WORK INSTRUCTIONS: Only the lines that contain the string "parent" belong in the answer; pull them from the records.

- - -

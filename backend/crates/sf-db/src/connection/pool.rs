use crate::{DbError, MIGRATOR, Result};

use error_location::ErrorLocation;

use std::panic::Location;
use std::path::Path;
use std::time::Duration;

use sqlx::sqlite::{SqliteConnectOptions, SqliteJournalMode, SqlitePool, SqlitePoolOptions};

const BUSY_TIMEOUT: Duration = Duration::from_secs(5);

/// Open (creating if needed) the SQLite file at `path` and bring the schema up to date
pub async fn open_pool(path: &Path, max_connections: u32) -> Result<SqlitePool> {
    if let Some(parent) = path.parent()
        && !parent.as_os_str().is_empty()
    {
        tokio::fs::create_dir_all(parent)
            .await
            .map_err(|e| DbError::Initialization {
                message: format!("Failed to create database directory: {}", e),
                location: ErrorLocation::from(Location::caller()),
            })?;
    }

    let options = SqliteConnectOptions::new()
        .filename(path)
        .create_if_missing(true)
        .journal_mode(SqliteJournalMode::Wal)
        .busy_timeout(BUSY_TIMEOUT)
        .foreign_keys(true);

    let pool = SqlitePoolOptions::new()
        .max_connections(max_connections)
        .connect_with(options)
        .await?;

    run_migrations(&pool).await?;

    log::info!("Database ready at {}", path.display());

    Ok(pool)
}

pub async fn run_migrations(pool: &SqlitePool) -> Result<()> {
    MIGRATOR
        .run(pool)
        .await
        .map_err(|e| DbError::Migration {
            message: format!("Migration failed: {}", e),
            location: ErrorLocation::from(Location::caller()),
        })
}

/// Cheap round trip used by health checks
pub async fn ping(pool: &SqlitePool) -> Result<()> {
    sqlx::query("SELECT 1").execute(pool).await?;
    Ok(())
}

- - -

SOLUTION TO THIS EXERCISE:
    if let Some(parent) = path.parent()
        && !parent.as_os_str().is_empty()
        tokio::fs::create_dir_all(parent)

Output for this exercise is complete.